Damon Knight severed a Gordian Knot of conflicting and unsatisfactory definitions by claiming that, "The term 'science fiction' is a misnomer [...] it means what we point to when we say it."  Paul Kincaid points to an impressive variety of texts in his latest book, but what he essentially wants to do is "talk about words as signposts".

What It Is We Do When We Read Science Fiction is the work of a widely read and well-informed critic.  Although this collection of essays and reviews spans nearly thirty years of publications, Kincaid's recurring themes and ongoing assessments of favoured authors allow him to shape a reasoned and coherent argument across seven themed sections.

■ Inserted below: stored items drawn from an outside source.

//! Tunables for the reactive view engine.
//!
//! Replaces the scattered magic constants a teacher crate like this would
//! usually grow (MVCC prefix bytes, flush thresholds, ...) with one typed,
//! documented struct, because this engine has no MVCC wire format to keep in
//! sync across files.

/// Server-wide configuration.
#[derive(Debug, Clone, Copy, PartialEq, Eq)]
pub struct ServerConfig {
    /// Inline buffer size, in bytes, for owned byte strings (`Bytes`) before
    /// they spill to the heap. See §4.A.
    pub bytestring_inline_bytes: usize,

    /// Inline buffer size, in bytes, for a `SourceRange`'s `ibegin`/`iend`
    /// bounds before they spill to the heap. See §4.E.
    pub source_range_inline_bytes: usize,

    /// Queue depth below which `Server::pace` considers the core drained.
    /// This core never actually queues work (§5), so `pace` always returns
    /// immediately; the threshold exists so a future async collaborator has
    /// a stable knob to configure without an engine API change.
    pub pace_queue_threshold: usize,
}

impl ServerConfig {
    /// 32-byte inline byte strings, 56-byte inline source-range bounds,
    /// matching the sizes named throughout §3/§4 of the design.
    pub const fn new() -> Self {
        Self {
            bytestring_inline_bytes: 32,
            source_range_inline_bytes: 56,
            pace_queue_threshold: 0,
        }
    }
}

impl Default for ServerConfig {
    fn default() -> Self {
        Self::new()
    }
}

 In the essay that gives the collection its title, Kincaid engages in a debate with Gary Westfahl and Samuel R. Delaney over SF's relationship with language.  The genre coins many neologisms, of course, but it also creates startling and disconcerting images by using unexpected combinations of very familiar words.  "The door dilated" delineates the future of Heinlein's Beyond This Horizon, for example, and Kincaid argues that, far from alienating us from the text, SF's separation of language from its normal referents allows us "to model a new, an invented reality".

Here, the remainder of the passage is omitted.